Data for this exercise below:

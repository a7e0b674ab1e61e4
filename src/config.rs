//! Configuration system for the note splitter

use serde::{Deserialize, Serialize};

/// Main configuration structure
#[derive(Debug, Clone, Serialize, Deserialize)]
#[serde(default)]
pub struct Config {
    pub version: String,
    pub detection: DetectionConfig,
    pub pitch: PitchConfig,
    pub export: ExportConfig,
    pub trim: TrimConfig,
}

impl Default for Config {
    fn default() -> Self {
        Self {
            version: "1.0".to_string(),
            detection: DetectionConfig::default(),
            pitch: PitchConfig::default(),
            export: ExportConfig::default(),
            trim: TrimConfig::default(),
        }
    }
}

/// How the onset refiner picks the start of a note behind its trigger
#[derive(Debug, Clone, Copy, PartialEq, Eq, Serialize, Deserialize)]
#[serde(rename_all = "snake_case")]
pub enum OnsetRule {
    /// Nearest quiet, locally flat sample behind the trigger
    Flat,
    /// Nth positive-slope zero crossing behind the trigger
    ZeroCrossing,
}

/// Note boundary detection configuration
#[derive(Debug, Clone, Serialize, Deserialize)]
#[serde(default)]
pub struct DetectionConfig {
    /// Absolute trigger level in dBFS
    pub trigger_db: f32,
    /// Margin above the measured noise floor that counts as "note ended"
    pub noise_delta_db: f32,
    /// Noise level used until the first successful measurement
    pub default_noise_db: f32,
    pub measure_noise: bool,
    /// Onset threshold = noise level (linear) x this factor
    pub noise_multiplier: f32,
    /// How far behind the trigger the onset search may go
    pub onset_window_s: f32,
    pub onset_rule: OnsetRule,
    pub lead_zero_crossings: usize,
    pub lead_time_s: f32,
    /// Audio kept after the acoustic end for the decay tail
    pub dwell_time_s: f32,
    pub min_duration_s: f32,
    pub max_duration_s: f32,
    /// RMS checks per second while looking for the end of a note
    pub calcs_per_sec: u32,
    pub rms_window_s: f32,
    /// The end threshold is never allowed below this level
    pub end_threshold_floor_db: f32,
    pub noise_lookback_s: f32,
    pub noise_probe_s: f32,
}

impl Default for DetectionConfig {
    fn default() -> Self {
        Self {
            trigger_db: -36.0,
            noise_delta_db: 2.0,
            default_noise_db: -60.0,
            measure_noise: true,
            noise_multiplier: 8.0,
            onset_window_s: 0.1,
            onset_rule: OnsetRule::Flat,
            lead_zero_crossings: 2,
            lead_time_s: 0.0,
            dwell_time_s: 0.1,
            min_duration_s: 1.0,
            max_duration_s: 10.5,
            calcs_per_sec: 5,
            rms_window_s: 0.04,
            end_threshold_floor_db: -60.0,
            noise_lookback_s: 1.0,
            noise_probe_s: 0.5,
        }
    }
}

impl DetectionConfig {
    /// Samples between two RMS checks in the end-of-note scan
    pub fn calc_interval(&self, sr: u32) -> usize {
        (sr / self.calcs_per_sec.max(1)).max(1) as usize
    }

    /// Length of the sliding RMS window in samples
    pub fn rms_window(&self, sr: u32) -> usize {
        seconds_to_samples(self.rms_window_s, sr).max(1)
    }
}

/// Autocorrelation pitch estimator configuration
#[derive(Debug, Clone, Serialize, Deserialize)]
#[serde(default)]
pub struct PitchConfig {
    pub enabled: bool,
    /// Lowest detectable fundamental; bounds the largest lag searched
    pub min_freq_hz: f32,
    pub max_freq_hz: f32,
    /// First lag evaluated, in samples
    pub initial_lag: usize,
    /// Lag steps per octave in the coarse search
    pub autocorrelation_step: f32,
    /// Lag distance (samples) an extremum must hold before it latches
    pub latch_count: usize,
    /// Attack transient skipped before the analysis buffer starts
    pub attack_skip_s: f32,
    pub analysis_window_s: f32,
    /// The period minimum must fall below max / this divisor
    pub max_ratio_divisor: f32,
    /// Refine the coarse lag with an integer scan and parabolic interpolation
    pub refine_period: bool,
}

impl Default for PitchConfig {
    fn default() -> Self {
        Self {
            enabled: true,
            min_freq_hz: 27.0,
            max_freq_hz: 4410.0,
            initial_lag: 4,
            autocorrelation_step: 12.0,
            latch_count: 3,
            attack_skip_s: 0.25,
            analysis_window_s: 4.0,
            max_ratio_divisor: 3.0,
            refine_period: true,
        }
    }
}

/// Output configuration
#[derive(Debug, Clone, Serialize, Deserialize)]
#[serde(default)]
pub struct ExportConfig {
    /// Run detection and logging only; write nothing
    pub dry_run: bool,
    pub write_log: bool,
    pub write_report: bool,
    pub write_midi: bool,
    pub maybe_suffix: String,
}

impl Default for ExportConfig {
    fn default() -> Self {
        Self {
            dry_run: false,
            write_log: true,
            write_report: true,
            write_midi: true,
            maybe_suffix: "_maybe".to_string(),
        }
    }
}

/// Single-note lead trimming configuration. Levels are relative to the file peak.
#[derive(Debug, Clone, Serialize, Deserialize)]
#[serde(default)]
pub struct TrimConfig {
    pub trigger_db: f32,
    pub noise_db: f32,
    pub fade_in_s: f32,
    /// Peak scan stops after this long without a new peak
    pub peak_hold_s: f32,
}

impl Default for TrimConfig {
    fn default() -> Self {
        Self {
            trigger_db: -30.0,
            noise_db: -40.0,
            fade_in_s: 0.001,
            peak_hold_s: 1.0,
        }
    }
}

/// Convert a duration in seconds to whole samples (never negative)
pub fn seconds_to_samples(seconds: f32, sr: u32) -> usize {
    (seconds.max(0.0) as f64 * sr as f64).round() as usize
}

/// Validate configuration parameters
pub fn validate_config(config: &Config) -> anyhow::Result<()> {
    let d = &config.detection;
    let p = &config.pitch;

    if d.calcs_per_sec == 0 {
        anyhow::bail!("detection.calcs_per_sec must be > 0");
    }
    if d.rms_window_s <= 0.0 {
        anyhow::bail!("detection.rms_window_s must be > 0");
    }
    if d.min_duration_s < 0.0 || d.max_duration_s <= 0.0 {
        anyhow::bail!("detection durations must be non-negative (max > 0)");
    }
    if d.min_duration_s > d.max_duration_s {
        anyhow::bail!(
            "detection.min_duration_s ({}) must not exceed max_duration_s ({})",
            d.min_duration_s,
            d.max_duration_s
        );
    }
    if d.noise_multiplier <= 0.0 {
        anyhow::bail!("detection.noise_multiplier must be > 0");
    }
    if d.onset_window_s <= 0.0 {
        anyhow::bail!("detection.onset_window_s must be > 0");
    }
    if d.onset_rule == OnsetRule::ZeroCrossing && d.lead_zero_crossings == 0 {
        anyhow::bail!("detection.lead_zero_crossings must be >= 1 for the zero_crossing rule");
    }
    if d.trigger_db >= 0.0 {
        anyhow::bail!("detection.trigger_db must be below 0 dBFS");
    }

    if p.min_freq_hz <= 0.0 || p.max_freq_hz <= p.min_freq_hz {
        anyhow::bail!("pitch frequency range must satisfy 0 < min_freq_hz < max_freq_hz");
    }
    if p.autocorrelation_step <= 0.0 {
        anyhow::bail!("pitch.autocorrelation_step must be > 0");
    }
    if p.initial_lag == 0 {
        anyhow::bail!("pitch.initial_lag must be >= 1");
    }
    if p.latch_count == 0 {
        anyhow::bail!("pitch.latch_count must be >= 1");
    }
    if p.max_ratio_divisor <= 0.0 {
        anyhow::bail!("pitch.max_ratio_divisor must be > 0");
    }
    if p.analysis_window_s <= 0.0 {
        anyhow::bail!("pitch.analysis_window_s must be > 0");
    }

    if config.trim.fade_in_s < 0.0 || config.trim.peak_hold_s <= 0.0 {
        anyhow::bail!("trim.fade_in_s must be >= 0 and trim.peak_hold_s > 0");
    }

    Ok(())
}

/// Load configuration from JSON file
pub fn load_config<P: AsRef<std::path::Path>>(path: P) -> anyhow::Result<Config> {
    let content = std::fs::read_to_string(path)?;
    let config: Config = serde_json::from_str(&content)?;
    validate_config(&config)?;
    Ok(config)
}

/// Save configuration to JSON file
pub fn save_config<P: AsRef<std::path::Path>>(config: &Config, path: P) -> anyhow::Result<()> {
    let content = serde_json::to_string_pretty(config)?;
    std::fs::write(path, content)?;
    Ok(())
}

End of Data for this exercise.

**What is required:**
Search the entries for the word "bool" and copy every line that holds it.

**Answer space:**
    pub measure_noise: bool,
    pub enabled: bool,
    pub refine_period: bool,
    pub dry_run: bool,
    pub write_log: bool,
    pub write_report: bool,
    pub write_midi: bool,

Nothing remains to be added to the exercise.